Skip to main content

Clashes erupt over hunger-striking Palestinian

Israeli police arrested more than 10 Palestinians and their supporters in Ashkelon
Palestinians staged a rally outside Barzilai hospital, where Jewish right-wing activists confronted them, chanting racist slogans (AFP)

Palestinian citizens of Israel and their supporters clashed on Sunday with Israeli police near the hospital treating the hunger striking prisoner Mohammed Allan.

Police said they arrested more than 10 people, including Palestinians from east Jerusalem, for throwing stones at officers and disrupting public order in the southern city of Ashkelon where the 31-year-old Allan is being treated.
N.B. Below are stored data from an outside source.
//! HTTP plumbing shared by the Firebase adapters.

use std::time::Duration;

use grace_core::auth::map_provider_code;
use grace_core::config::BackendConfig;
use grace_core::error::{GraceError, Result};
use reqwest::{Response, StatusCode};
use serde::Deserialize;
use serde::de::DeserializeOwned;

/// Supplies the bearer token of the signed-in account.
pub trait TokenSource: Send + Sync {
    fn id_token(&self) -> Option<String>;
}

/// `{"error": {"code": 400, "message": "EMAIL_EXISTS", "status": "..."}}`
#[derive(Debug, Deserialize)]
struct ErrorEnvelope {
    error: ErrorBody,
}

#[derive(Debug, Deserialize)]
struct ErrorBody {
    #[serde(default)]
    message: String,
    #[serde(default)]
    status: String,
}

pub fn build_http_client(config: &BackendConfig) -> Result<reqwest::Client> {
    reqwest::Client::builder()
        .timeout(Duration::from_secs(config.request_timeout_secs))
        .build()
        .map_err(|e| GraceError::config(format!("Failed to build HTTP client: {}", e)))
}

/// Maps a transport-level failure. Details are logged, not returned.
pub fn map_transport_error(err: reqwest::Error) -> GraceError {
    if err.is_timeout() || err.is_connect() || err.is_request() {
        tracing::warn!("[Firebase] Network failure: {}", err);
        GraceError::NetworkUnavailable
    } else if err.is_decode() {
        GraceError::Serialization {
            format: "JSON".to_string(),
            message: err.to_string(),
        }
    } else {
        tracing::warn!("[Firebase] Unexpected HTTP failure: {}", err);
        GraceError::unknown("transport")
    }
}

/// Reads a successful JSON body, or converts the error envelope of an
/// Identity Toolkit response into a [`GraceError`].
pub async fn identity_json<T: DeserializeOwned>(response: Response, subject: &str) -> Result<T> {
    if response.status().is_success() {
        return response.json::<T>().await.map_err(map_transport_error);
    }
    let status = response.status();
    let envelope = response.json::<ErrorEnvelope>().await.ok();
    let code = envelope
        .map(|e| e.error.message)
        .filter(|m| !m.is_empty())
        .unwrap_or_else(|| status.as_str().to_string());
    tracing::debug!("[Firebase] Identity request failed: {} {}", status, code);
    Err(map_provider_code(&code, subject))
}

/// Converts a non-success Firestore response into a [`GraceError`].
pub async fn firestore_error(response: Response, entity_type: &'static str, id: &str) -> GraceError {
    let status = response.status();
    let envelope = response.json::<ErrorEnvelope>().await.ok();
    let code = envelope
        .map(|e| e.error.status)
        .filter(|s| !s.is_empty())
        .unwrap_or_default();
    tracing::debug!("[Firestore] Request failed: {} {} ({} '{}')", status, code, entity_type, id);
    map_firestore_status(status, &code, entity_type, id)
}

pub fn map_firestore_status(
    status: StatusCode,
    code: &str,
    entity_type: &'static str,
    id: &str,
) -> GraceError {
    match (status, code) {
        (_, "NOT_FOUND") | (StatusCode::NOT_FOUND, _) => GraceError::not_found(entity_type, id),
        (_, "ALREADY_EXISTS") | (StatusCode::CONFLICT, _) => {
            GraceError::already_exists(entity_type, id)
        }
        (_, "RESOURCE_EXHAUSTED") | (StatusCode::TOO_MANY_REQUESTS, _) => GraceError::RateLimited,
        (_, "UNAUTHENTICATED") | (StatusCode::UNAUTHORIZED, _) => GraceError::InvalidCredential,
        (_, "UNAVAILABLE") | (StatusCode::SERVICE_UNAVAILABLE, _) => GraceError::NetworkUnavailable,
        (_, "") => GraceError::unknown(status.as_str()),
        (_, code) => GraceError::unknown(code),
    }
}

#[cfg(test)]
mod tests {
    use super::*;
    use grace_core::ErrorKind;

    #[test]
    fn test_firestore_status_mapping() {
        let cases = [
            (StatusCode::NOT_FOUND, "NOT_FOUND", ErrorKind::NotFound),
            (StatusCode::CONFLICT, "ALREADY_EXISTS", ErrorKind::Conflict),
            (StatusCode::BAD_REQUEST, "FAILED_PRECONDITION", ErrorKind::Unknown),
            (StatusCode::TOO_MANY_REQUESTS, "", ErrorKind::RateLimited),
            (StatusCode::UNAUTHORIZED, "", ErrorKind::InvalidCredential),
            (StatusCode::SERVICE_UNAVAILABLE, "UNAVAILABLE", ErrorKind::NetworkUnavailable),
        ];
        for (status, code, kind) in cases {
            assert_eq!(
                map_firestore_status(status, code, "dossier", "DOS-1").kind(),
                kind,
                "{status} {code}"
            );
        }
    }

    #[test]
    fn test_permission_denied_is_unknown_with_code() {
        assert_eq!(
            map_firestore_status(StatusCode::FORBIDDEN, "PERMISSION_DENIED", "dossier", "x"),
            GraceError::unknown("PERMISSION_DENIED")
        );
    }
}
Mohammed Allan, 33, who is a lawyer, has been held in Israeli custody without charge under a policy known as administrative detention since last November. More than 60 days ago, he began a hunger strike in protest, and slipped into a coma a few days ago.

Palestinians had planned to stage a rally outside Barzilai hospital in Ashkelon, but Jewish right-wing activists confronted them, chanting racist slogans and saying they hoped Allan died.
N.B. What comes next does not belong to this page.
//! Session state and its observable store.

mod state;
mod store;

pub use state::SessionState;
pub use store::{SessionStore, Subscription};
Both sides threw stones and Jewish protesters broke the windows of a Palestinian television news vehicle.

The clashes continued as officers began removing the Palestinians to the city's entrance to prevent further confrontations with the Jewish protesters.

Police prevented additional busloads of demonstrators from entering Ashkelon, an AFP reporter said.
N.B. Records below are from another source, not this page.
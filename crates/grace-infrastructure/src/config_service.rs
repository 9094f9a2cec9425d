//! Configuration service implementation.
//!
//! Loads [`GraceConfig`] from `config.toml` (see [`GracePaths`]), applies
//! environment overrides and caches the result.

use std::path::{Path, PathBuf};
use std::sync::{Arc, RwLock};

use grace_core::config::{BackendKind, GraceConfig};
use grace_core::error::{GraceError, Result};

use crate::paths::GracePaths;

/// Path of an alternative configuration file.
pub const ENV_CONFIG_PATH: &str = "GRACE_CONFIG";
pub const ENV_BACKEND: &str = "GRACE_BACKEND";
pub const ENV_API_KEY: &str = "GRACE_API_KEY";
pub const ENV_PROJECT_ID: &str = "GRACE_PROJECT_ID";

/// Configuration service that loads and caches the configuration.
#[derive(Debug, Clone)]
pub struct ConfigService {
    path: PathBuf,
    /// Cached configuration loaded from file.
    /// Uses RwLock for thread-safe lazy loading.
    config: Arc<RwLock<Option<GraceConfig>>>,
}

impl ConfigService {
    /// Service reading `path`.
    pub fn with_path(path: impl Into<PathBuf>) -> Self {
        Self {
            path: path.into(),
            config: Arc::new(RwLock::new(None)),
        }
    }

    /// Service reading `$GRACE_CONFIG`, or the default location.
    pub fn from_env() -> Result<Self> {
        match std::env::var_os(ENV_CONFIG_PATH) {
            Some(path) => Ok(Self::with_path(path)),
            None => Ok(Self::with_path(GracePaths::default().config_file()?)),
        }
    }

    pub fn path(&self) -> &Path {
        &self.path
    }

    /// Gets the configuration, loading it from file if not cached.
    ///
    /// A missing file yields the defaults.
    pub fn get_config(&self) -> Result<GraceConfig> {
        // Check if already cached
        {
            let read_lock = self
                .config
                .read()
                .unwrap_or_else(|poisoned| poisoned.into_inner());
            if let Some(ref cached) = *read_lock {
                return Ok(cached.clone());
            }
        }

        let mut loaded = Self::load_file(&self.path)?;
        apply_env_overrides(&mut loaded, |key| std::env::var(key).ok());
        tracing::debug!("[Config] Loaded configuration from {:?}", self.path);

        // Cache it
        {
            let mut write_lock = self
                .config
                .write()
                .unwrap_or_else(|poisoned| poisoned.into_inner());
            *write_lock = Some(loaded.clone());
        }

        Ok(loaded)
    }

    /// Writes `config` to the file, creating parent directories.
    pub fn save(&self, config: &GraceConfig) -> Result<()> {
        if let Some(parent) = self.path.parent() {
            std::fs::create_dir_all(parent).map_err(|e| {
                GraceError::config(format!("Failed to create {:?}: {}", parent, e))
            })?;
        }
        let content = config.to_toml_string()?;
        std::fs::write(&self.path, content)
            .map_err(|e| GraceError::config(format!("Failed to write {:?}: {}", self.path, e)))?;
        self.invalidate_cache();
        Ok(())
    }

    /// Invalidates the cache, forcing a reload on next access.
    pub fn invalidate_cache(&self) {
        let mut write_lock = self
            .config
            .write()
            .unwrap_or_else(|poisoned| poisoned.into_inner());
        *write_lock = None;
    }

    fn load_file(path: &Path) -> Result<GraceConfig> {
        match std::fs::read_to_string(path) {
            Ok(content) => GraceConfig::from_toml_str(&content),
            Err(e) if e.kind() == std::io::ErrorKind::NotFound => Ok(GraceConfig::default()),
            Err(e) => Err(GraceError::config(format!("Failed to read {:?}: {}", path, e))),
        }
    }
}

/// Applies `GRACE_*` overrides looked up through `lookup`.
pub fn apply_env_overrides(config: &mut GraceConfig, lookup: impl Fn(&str) -> Option<String>) {
    if let Some(kind) = lookup(ENV_BACKEND) {
        match kind.to_lowercase().as_str() {
            "memory" => config.backend.kind = BackendKind::Memory,
            "firebase" => config.backend.kind = BackendKind::Firebase,
            other => tracing::warn!("[Config] Ignoring unknown {}={}", ENV_BACKEND, other),
        }
    }
    if let Some(api_key) = lookup(ENV_API_KEY) {
        config.backend.api_key = api_key;
    }
    if let Some(project_id) = lookup(ENV_PROJECT_ID) {
        config.backend.project_id = project_id;
    }
}

#[cfg(test)]
mod tests {
    use super::*;
    use std::collections::HashMap;
    use tempfile::TempDir;

    #[test]
    fn test_missing_file_yields_defaults() {
        let temp_dir = TempDir::new().unwrap();
        let service = ConfigService::with_path(temp_dir.path().join("config.toml"));
        assert_eq!(
            ConfigService::load_file(service.path()).unwrap(),
            GraceConfig::default()
        );
    }

    #[test]
    fn test_save_and_reload() {
        let temp_dir = TempDir::new().unwrap();
        let service = ConfigService::with_path(temp_dir.path().join("nested/config.toml"));

        let mut config = GraceConfig::default();
        config.backend.kind = BackendKind::Firebase;
        config.backend.project_id = "grace-demo".to_string();
        config.validation.min_password_length = 8;
        service.save(&config).unwrap();

        let loaded = ConfigService::load_file(service.path()).unwrap();
        assert_eq!(loaded, config);
    }

    #[test]
    fn test_invalid_file_is_an_error() {
        let temp_dir = TempDir::new().unwrap();
        let path = temp_dir.path().join("config.toml");
        std::fs::write(&path, "backend = 3").unwrap();
        assert!(ConfigService::load_file(&path).is_err());
    }

    #[test]
    fn test_env_overrides() {
        let env: HashMap<&str, &str> = HashMap::from([
            (ENV_BACKEND, "Firebase"),
            (ENV_API_KEY, "AIza-env"),
        ]);
        let mut config = GraceConfig::default();
        apply_env_overrides(&mut config, |key| env.get(key).map(|v| v.to_string()));
        assert_eq!(config.backend.kind, BackendKind::Firebase);
        assert_eq!(config.backend.api_key, "AIza-env");
        assert_eq!(config.backend.project_id, "");
    }
}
Allan, accused by Israel to belonging to the Islamic Jihad movement, slipped into a coma on Friday after ingesting only water since 18 June.

According to Israeli human rights group B’Tselem, the number of Palestinian held under administrative detention in Israeli occupation jails had reached 370 by June 2015.

Middle East Eye delivers independent and unrivalled coverage and analysis of the Middle East, North Africa and beyond. To learn more about republishing this content and the associated fees, please fill out this form. More about MEE can be found here.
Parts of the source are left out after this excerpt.